Mar 15, 2005, 5:13:20 AM3/15/05
to
This was meant to be a question. But meanwhile, it has turned into an
answer. Anyway, I've decided to share it with this newsgroup.

Imagine a rectangular region which is placed quite arbitrarily inside
an image and has to be filled with pixels. A picture says more than a
thousand words:

Like this:

X
X X X
X X X
X X X
X X X
X

Or this:

X
X X X
X X X X X
X X X X X X X
X X X X X X X X X
X X X X X X X X X
X X X X X X X
X X X X X
X X X
X

Or like this:
X X
X X X X X
X X X X X
X X X X X
X X X X X
X X

Or this:
X X X X X X X X X
X X X X X X X X X X X X X X X X X X X
X X X X X X X X X X X X X X X X X X X
X X X X X X X X X X X X X X X X X X X
X X X X X X X X X

Description of the problem
--------------------------
How to obtain a list of all pixels which are inside the rectangle,
where each pixel occurs only _once_ in the list. And yes, I want my
algorithm to be as fast as possible.

Solution of the problem
-----------------------
The rectangle is transformed into a rectangle which coincides with
a cartesian coordinate system at the left and bottom edges. This is
a rotation. Each pixel is transformed into the rotated coordinates,
giving (x,y) floating point values. When rounding these f.p. values
into integer values, memory locations may be obtained in principle.

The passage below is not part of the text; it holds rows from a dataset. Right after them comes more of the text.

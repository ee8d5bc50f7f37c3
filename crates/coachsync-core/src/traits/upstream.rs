//! Upstream system-of-record abstraction.

use async_trait::async_trait;
use chrono::{DateTime, Utc};
use serde::{Deserialize, Serialize};

use crate::error::FailureKind;

/// One local mutation to apply upstream.
#[derive(Debug, Clone, PartialEq, Serialize, Deserialize)]
pub struct UpstreamEvent {
    /// `"create"`, `"update"` or `"delete"`.
    pub event_type: String,
    /// Upstream table the entity lives in.
    pub entity_type: String,
    /// Local identifier of the entity.
    pub entity_id: String,
    /// Field values to write.
    pub payload: serde_json::Value,
}

/// A record read back from upstream.
#[derive(Debug, Clone, PartialEq, Serialize, Deserialize)]
pub struct UpstreamRecord {
    /// Upstream record identifier.
    pub id: String,
    /// Field values.
    pub fields: serde_json::Value,
}

/// A failed upstream call.
#[derive(Debug, Clone, PartialEq, Eq, thiserror::Error)]
#[error("upstream call failed ({kind}, status {status_code:?}): {message}")]
pub struct UpstreamError {
    /// Retry classification.
    pub kind: FailureKind,
    /// HTTP status code, if any.
    pub status_code: Option<u16>,
    /// Human-readable detail.
    pub message: String,
}

impl UpstreamError {
    /// A transient failure that should be retried with backoff.
    pub fn retryable(message: impl Into<String>) -> Self {
        Self {
            kind: FailureKind::Retryable,
            status_code: None,
            message: message.into(),
        }
    }

    /// A failure that another identical attempt will not fix.
    pub fn permanent(message: impl Into<String>) -> Self {
        Self {
            kind: FailureKind::Permanent,
            status_code: None,
            message: message.into(),
        }
    }

    /// Build an error classified from an HTTP status code.
    pub fn from_status(status_code: Option<u16>, message: impl Into<String>) -> Self {
        Self {
            kind: FailureKind::from_status(status_code),
            status_code,
            message: message.into(),
        }
    }
}

/// Client for the upstream system of record.
///
/// `apply` must be idempotent from the upstream side: the dispatcher may
/// deliver the same event more than once.
#[async_trait]
pub trait UpstreamClient: Send + Sync + std::fmt::Debug {
    /// Whether credentials are configured.
    fn is_configured(&self) -> bool;

    /// Apply one event.
    async fn apply(&self, event: &UpstreamEvent) -> Result<(), UpstreamError>;

    /// List every record of `table`, optionally only those modified after
    /// `modified_since`.
    async fn list_records(
        &self,
        table: &str,
        modified_since: Option<DateTime<Utc>>,
    ) -> Result<Vec<UpstreamRecord>, UpstreamError>;
}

Such a method is commonly called _hashing_.

It can be demonstrated (make a drawing) that at most two collisions
can happen when rounding these (x,y) coordinates. The big trick is
now that all lengths may be multiplied with a factor sqrt(2) or so.
In this case, it can be shown that all collisions have disappeared.
With other words: we have a _perfect_ hash then.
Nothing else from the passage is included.